-- Your assignment --
Provide an exact copy of the lines from the beginning of the records through the line that includes "The username selects", and of no others.

-- Available data --
○ ○ ○ ○ ○ ○ ○

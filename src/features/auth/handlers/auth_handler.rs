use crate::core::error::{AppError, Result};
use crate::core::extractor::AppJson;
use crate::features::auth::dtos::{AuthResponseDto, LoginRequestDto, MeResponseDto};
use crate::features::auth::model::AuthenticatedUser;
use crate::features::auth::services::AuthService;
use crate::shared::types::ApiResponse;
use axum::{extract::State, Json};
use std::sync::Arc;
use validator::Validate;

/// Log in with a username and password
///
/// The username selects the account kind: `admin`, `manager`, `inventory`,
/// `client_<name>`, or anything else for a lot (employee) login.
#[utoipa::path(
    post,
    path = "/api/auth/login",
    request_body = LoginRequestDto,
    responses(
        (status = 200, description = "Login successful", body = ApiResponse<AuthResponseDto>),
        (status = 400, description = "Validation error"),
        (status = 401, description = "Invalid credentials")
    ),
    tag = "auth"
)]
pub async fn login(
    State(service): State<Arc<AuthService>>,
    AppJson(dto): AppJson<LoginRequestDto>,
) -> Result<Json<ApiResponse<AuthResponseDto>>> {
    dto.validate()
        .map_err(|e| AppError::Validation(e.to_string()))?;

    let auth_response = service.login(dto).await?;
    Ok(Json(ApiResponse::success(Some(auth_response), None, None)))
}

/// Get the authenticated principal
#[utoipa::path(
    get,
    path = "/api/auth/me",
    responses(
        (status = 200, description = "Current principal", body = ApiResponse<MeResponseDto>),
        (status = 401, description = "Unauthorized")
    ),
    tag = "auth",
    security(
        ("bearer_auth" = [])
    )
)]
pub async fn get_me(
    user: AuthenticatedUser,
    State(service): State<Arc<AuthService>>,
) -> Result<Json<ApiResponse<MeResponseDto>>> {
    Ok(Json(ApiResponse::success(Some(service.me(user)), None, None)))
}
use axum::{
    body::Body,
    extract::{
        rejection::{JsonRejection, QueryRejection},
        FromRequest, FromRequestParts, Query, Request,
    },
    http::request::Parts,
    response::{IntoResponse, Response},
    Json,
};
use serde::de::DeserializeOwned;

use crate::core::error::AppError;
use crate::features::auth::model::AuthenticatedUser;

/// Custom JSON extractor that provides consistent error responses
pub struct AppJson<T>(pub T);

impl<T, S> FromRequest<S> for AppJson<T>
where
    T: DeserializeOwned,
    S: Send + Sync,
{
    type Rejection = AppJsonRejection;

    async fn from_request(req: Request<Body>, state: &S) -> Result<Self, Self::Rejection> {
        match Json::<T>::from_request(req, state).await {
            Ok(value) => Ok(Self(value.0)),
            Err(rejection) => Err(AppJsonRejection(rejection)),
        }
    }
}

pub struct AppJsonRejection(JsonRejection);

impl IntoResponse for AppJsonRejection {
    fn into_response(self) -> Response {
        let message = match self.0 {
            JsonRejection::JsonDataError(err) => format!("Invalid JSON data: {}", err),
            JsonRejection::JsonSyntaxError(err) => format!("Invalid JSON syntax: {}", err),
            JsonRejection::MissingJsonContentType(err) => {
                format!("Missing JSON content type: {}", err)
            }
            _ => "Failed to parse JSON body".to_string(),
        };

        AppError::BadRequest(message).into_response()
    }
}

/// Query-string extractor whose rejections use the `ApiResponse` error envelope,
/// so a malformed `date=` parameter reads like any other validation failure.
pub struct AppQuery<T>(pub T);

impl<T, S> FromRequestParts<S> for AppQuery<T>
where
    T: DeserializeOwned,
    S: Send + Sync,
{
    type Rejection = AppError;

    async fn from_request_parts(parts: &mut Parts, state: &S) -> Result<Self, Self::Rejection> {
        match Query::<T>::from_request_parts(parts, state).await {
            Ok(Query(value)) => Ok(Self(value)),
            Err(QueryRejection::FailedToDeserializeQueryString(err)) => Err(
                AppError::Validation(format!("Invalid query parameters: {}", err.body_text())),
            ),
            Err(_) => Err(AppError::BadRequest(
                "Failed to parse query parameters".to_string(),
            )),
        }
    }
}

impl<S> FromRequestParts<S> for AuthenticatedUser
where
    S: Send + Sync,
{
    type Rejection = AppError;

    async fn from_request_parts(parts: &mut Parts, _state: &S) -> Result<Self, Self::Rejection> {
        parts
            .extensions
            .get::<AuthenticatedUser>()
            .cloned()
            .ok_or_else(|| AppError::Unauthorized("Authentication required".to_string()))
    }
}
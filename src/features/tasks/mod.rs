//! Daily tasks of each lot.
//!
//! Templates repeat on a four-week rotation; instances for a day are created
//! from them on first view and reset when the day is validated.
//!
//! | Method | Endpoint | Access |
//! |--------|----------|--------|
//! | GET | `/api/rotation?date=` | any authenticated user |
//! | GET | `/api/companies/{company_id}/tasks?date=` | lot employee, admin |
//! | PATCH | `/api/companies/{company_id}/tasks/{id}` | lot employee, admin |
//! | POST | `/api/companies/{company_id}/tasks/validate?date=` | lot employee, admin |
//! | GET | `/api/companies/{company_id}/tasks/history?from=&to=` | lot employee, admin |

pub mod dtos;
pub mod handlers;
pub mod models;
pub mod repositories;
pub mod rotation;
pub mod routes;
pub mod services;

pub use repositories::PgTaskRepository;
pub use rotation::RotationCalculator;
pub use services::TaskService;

○ ○ ○ ○ ○ ○ ○

-- Result --
filename src/features/auth/handlers/auth_handler.rs
use crate::core::error::{AppError, Result};
use crate::core::extractor::AppJson;
use crate::features::auth::dtos::{AuthResponseDto, LoginRequestDto, MeResponseDto};
use crate::features::auth::model::AuthenticatedUser;
use crate::features::auth::services::AuthService;
use crate::shared::types::ApiResponse;
use axum::{extract::State, Json};
use std::sync::Arc;
use validator::Validate;

/// Log in with a username and password
///
/// The username selects the account kind: `admin`, `manager`, `inventory`,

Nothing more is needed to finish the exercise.